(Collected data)
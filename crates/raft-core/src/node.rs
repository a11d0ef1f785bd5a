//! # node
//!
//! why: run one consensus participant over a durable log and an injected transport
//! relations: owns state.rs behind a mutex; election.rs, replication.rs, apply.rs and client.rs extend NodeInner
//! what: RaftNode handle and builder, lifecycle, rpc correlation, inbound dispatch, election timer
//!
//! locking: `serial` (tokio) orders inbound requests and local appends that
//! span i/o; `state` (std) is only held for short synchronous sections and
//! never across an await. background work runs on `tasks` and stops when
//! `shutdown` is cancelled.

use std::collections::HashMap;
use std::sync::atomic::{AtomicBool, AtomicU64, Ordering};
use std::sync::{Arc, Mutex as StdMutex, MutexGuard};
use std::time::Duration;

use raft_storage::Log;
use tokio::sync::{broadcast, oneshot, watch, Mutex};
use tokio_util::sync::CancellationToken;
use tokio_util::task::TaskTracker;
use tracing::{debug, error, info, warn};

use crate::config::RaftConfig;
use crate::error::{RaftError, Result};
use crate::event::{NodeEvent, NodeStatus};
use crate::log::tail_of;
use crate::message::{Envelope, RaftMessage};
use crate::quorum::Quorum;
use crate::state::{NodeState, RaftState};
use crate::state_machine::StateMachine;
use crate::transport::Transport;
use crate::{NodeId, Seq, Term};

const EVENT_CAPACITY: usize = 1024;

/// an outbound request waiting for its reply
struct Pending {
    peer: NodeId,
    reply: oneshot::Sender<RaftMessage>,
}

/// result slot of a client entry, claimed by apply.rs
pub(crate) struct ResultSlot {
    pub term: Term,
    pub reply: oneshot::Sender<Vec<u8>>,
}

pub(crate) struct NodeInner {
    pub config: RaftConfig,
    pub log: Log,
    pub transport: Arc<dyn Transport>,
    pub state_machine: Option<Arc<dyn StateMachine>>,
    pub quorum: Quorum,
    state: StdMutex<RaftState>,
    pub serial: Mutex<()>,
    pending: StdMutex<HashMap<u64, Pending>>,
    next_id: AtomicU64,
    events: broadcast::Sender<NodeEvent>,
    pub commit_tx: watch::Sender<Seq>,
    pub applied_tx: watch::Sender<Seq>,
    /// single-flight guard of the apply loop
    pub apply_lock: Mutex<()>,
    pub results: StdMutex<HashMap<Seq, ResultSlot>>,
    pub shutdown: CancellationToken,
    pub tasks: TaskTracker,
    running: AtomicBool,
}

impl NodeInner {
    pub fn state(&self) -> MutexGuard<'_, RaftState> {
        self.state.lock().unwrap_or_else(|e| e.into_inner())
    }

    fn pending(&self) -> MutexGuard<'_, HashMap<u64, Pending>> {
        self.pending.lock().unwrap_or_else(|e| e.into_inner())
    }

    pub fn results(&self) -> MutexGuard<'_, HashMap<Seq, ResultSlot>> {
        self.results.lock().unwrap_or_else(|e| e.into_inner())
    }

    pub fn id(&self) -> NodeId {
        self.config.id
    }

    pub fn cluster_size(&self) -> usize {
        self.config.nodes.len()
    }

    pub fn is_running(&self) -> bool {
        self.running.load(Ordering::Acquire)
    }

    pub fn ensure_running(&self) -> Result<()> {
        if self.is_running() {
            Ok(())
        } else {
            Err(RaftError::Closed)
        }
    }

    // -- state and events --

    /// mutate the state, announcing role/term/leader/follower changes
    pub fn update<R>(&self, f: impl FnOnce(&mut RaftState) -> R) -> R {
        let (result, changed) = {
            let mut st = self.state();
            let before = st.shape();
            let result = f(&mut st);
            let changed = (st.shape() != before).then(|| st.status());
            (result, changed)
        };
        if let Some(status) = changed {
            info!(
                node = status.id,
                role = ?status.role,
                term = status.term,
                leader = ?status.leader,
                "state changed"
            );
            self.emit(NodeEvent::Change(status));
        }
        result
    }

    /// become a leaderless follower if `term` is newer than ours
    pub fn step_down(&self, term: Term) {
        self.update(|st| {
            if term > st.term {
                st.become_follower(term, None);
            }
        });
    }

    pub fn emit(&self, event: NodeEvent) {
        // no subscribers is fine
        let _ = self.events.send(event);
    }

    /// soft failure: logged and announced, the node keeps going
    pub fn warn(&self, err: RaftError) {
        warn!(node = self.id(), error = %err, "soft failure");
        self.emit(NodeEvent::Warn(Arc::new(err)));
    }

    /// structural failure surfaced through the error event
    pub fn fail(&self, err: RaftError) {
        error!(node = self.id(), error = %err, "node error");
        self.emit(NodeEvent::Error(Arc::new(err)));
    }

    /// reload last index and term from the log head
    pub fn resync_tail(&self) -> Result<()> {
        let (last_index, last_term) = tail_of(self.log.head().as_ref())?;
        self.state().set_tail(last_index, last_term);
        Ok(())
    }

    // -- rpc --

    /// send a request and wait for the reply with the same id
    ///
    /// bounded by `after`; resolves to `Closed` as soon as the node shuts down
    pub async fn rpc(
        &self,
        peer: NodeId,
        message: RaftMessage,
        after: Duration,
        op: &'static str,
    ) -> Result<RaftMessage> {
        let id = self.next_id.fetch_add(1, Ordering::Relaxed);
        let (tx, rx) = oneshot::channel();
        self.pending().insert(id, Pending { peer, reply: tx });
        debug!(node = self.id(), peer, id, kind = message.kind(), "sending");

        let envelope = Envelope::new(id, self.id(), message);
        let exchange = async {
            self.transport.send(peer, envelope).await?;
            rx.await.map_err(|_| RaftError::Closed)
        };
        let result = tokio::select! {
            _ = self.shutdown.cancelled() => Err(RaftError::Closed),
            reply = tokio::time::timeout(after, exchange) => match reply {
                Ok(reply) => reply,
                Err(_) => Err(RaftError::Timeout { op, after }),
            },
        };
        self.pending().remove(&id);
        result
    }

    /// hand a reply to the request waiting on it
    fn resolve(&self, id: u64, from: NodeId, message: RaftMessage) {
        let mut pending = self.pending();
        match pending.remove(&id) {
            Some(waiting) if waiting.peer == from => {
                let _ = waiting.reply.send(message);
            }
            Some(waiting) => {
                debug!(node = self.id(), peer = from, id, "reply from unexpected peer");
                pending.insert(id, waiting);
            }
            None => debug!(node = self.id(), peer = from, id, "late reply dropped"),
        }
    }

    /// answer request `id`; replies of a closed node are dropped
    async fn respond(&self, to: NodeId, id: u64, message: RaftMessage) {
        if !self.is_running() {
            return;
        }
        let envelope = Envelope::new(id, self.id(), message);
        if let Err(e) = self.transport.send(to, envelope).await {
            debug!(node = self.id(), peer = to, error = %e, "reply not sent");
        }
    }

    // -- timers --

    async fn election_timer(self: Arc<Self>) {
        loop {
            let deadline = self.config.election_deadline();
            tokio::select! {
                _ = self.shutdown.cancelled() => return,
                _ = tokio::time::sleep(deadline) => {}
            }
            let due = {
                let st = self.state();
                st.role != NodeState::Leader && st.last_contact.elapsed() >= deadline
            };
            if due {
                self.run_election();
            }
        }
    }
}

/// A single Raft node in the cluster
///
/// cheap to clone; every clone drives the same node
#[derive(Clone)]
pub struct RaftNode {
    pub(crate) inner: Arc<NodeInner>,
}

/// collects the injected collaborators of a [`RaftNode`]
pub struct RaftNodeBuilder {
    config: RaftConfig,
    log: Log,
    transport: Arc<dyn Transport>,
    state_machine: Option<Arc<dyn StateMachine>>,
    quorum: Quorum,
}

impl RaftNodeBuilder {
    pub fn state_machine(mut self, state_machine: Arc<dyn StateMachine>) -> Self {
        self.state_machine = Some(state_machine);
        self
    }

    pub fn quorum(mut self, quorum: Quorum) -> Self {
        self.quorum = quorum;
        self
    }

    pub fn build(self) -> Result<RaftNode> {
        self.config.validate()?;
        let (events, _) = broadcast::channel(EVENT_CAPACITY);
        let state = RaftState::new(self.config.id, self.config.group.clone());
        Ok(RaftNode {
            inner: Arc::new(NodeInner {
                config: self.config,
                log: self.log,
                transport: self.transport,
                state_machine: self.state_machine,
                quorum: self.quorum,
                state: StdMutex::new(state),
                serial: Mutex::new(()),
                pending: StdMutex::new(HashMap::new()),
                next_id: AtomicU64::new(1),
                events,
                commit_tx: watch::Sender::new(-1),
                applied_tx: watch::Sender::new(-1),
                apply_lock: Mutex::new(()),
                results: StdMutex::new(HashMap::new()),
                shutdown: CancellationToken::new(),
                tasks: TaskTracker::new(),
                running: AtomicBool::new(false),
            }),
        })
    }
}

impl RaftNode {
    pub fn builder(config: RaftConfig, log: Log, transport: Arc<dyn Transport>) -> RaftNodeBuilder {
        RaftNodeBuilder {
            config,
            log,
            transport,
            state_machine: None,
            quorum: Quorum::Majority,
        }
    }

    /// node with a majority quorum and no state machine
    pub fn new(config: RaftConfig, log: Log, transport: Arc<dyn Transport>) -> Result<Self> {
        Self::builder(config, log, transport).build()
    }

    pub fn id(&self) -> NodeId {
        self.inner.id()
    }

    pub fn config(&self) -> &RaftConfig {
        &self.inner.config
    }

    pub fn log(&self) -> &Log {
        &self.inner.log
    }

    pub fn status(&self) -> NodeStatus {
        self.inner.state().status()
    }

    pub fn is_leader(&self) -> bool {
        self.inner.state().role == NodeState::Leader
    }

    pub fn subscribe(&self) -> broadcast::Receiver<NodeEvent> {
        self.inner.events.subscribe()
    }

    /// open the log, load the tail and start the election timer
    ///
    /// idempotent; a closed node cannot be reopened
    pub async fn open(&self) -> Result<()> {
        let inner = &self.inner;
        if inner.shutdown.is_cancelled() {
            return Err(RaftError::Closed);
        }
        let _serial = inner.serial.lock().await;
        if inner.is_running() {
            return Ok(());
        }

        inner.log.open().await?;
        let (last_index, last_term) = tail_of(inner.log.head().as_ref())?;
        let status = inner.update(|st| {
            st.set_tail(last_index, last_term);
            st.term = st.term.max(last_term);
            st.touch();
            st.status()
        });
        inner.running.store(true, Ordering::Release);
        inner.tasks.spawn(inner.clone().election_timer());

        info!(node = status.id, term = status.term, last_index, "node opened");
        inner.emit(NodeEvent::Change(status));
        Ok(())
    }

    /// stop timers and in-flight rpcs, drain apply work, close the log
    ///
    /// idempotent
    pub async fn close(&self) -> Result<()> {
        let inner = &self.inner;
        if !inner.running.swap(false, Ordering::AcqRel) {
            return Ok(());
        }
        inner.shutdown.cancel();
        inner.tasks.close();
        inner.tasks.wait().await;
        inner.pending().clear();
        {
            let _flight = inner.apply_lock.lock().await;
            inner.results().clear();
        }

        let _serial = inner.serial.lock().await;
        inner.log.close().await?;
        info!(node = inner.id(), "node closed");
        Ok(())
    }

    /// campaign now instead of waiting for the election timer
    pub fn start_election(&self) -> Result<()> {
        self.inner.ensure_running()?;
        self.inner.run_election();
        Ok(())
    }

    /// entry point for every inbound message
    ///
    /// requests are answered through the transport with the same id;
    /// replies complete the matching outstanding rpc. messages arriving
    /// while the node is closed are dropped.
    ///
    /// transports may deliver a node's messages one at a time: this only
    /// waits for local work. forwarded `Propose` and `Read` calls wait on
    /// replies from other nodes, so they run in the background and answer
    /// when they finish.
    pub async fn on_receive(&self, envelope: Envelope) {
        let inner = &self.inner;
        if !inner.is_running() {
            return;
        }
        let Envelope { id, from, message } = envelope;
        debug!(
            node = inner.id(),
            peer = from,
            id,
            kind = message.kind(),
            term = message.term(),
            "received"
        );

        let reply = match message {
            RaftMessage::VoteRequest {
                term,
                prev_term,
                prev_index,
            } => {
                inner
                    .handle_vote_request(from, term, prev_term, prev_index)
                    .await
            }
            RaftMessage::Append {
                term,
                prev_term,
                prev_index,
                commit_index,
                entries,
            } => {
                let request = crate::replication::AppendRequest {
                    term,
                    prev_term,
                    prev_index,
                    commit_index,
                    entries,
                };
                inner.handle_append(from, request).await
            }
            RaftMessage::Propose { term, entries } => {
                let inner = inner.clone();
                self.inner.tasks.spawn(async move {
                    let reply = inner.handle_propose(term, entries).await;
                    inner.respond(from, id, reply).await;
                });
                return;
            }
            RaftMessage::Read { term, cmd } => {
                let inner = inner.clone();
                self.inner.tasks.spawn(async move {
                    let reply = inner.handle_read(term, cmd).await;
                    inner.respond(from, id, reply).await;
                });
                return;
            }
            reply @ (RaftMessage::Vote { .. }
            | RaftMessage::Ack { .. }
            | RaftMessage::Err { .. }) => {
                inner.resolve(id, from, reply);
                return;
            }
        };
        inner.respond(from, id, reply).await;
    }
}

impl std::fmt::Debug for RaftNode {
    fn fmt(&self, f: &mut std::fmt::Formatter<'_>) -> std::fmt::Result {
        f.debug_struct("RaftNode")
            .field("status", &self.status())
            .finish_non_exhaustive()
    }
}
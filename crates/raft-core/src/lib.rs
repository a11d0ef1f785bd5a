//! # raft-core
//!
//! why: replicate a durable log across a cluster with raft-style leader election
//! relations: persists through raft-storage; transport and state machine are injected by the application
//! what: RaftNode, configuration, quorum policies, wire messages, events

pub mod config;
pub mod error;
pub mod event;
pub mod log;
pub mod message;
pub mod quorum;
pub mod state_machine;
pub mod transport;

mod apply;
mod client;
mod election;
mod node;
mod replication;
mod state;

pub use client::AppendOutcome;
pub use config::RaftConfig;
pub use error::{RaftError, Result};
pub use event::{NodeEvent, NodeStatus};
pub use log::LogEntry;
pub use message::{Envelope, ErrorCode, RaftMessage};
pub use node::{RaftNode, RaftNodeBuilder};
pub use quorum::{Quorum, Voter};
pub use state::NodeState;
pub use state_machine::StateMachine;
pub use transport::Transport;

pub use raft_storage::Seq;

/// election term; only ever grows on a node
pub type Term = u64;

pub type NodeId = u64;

■ Goal of the exercise
Look through the data above. Copy every line with the string "RaftState" in it.

■ Answer for the task
use crate::state::{NodeState, RaftState};
    state: StdMutex<RaftState>,
    pub fn state(&self) -> MutexGuard<'_, RaftState> {
    pub fn update<R>(&self, f: impl FnOnce(&mut RaftState) -> R) -> R {
        let state = RaftState::new(self.config.id, self.config.group.clone());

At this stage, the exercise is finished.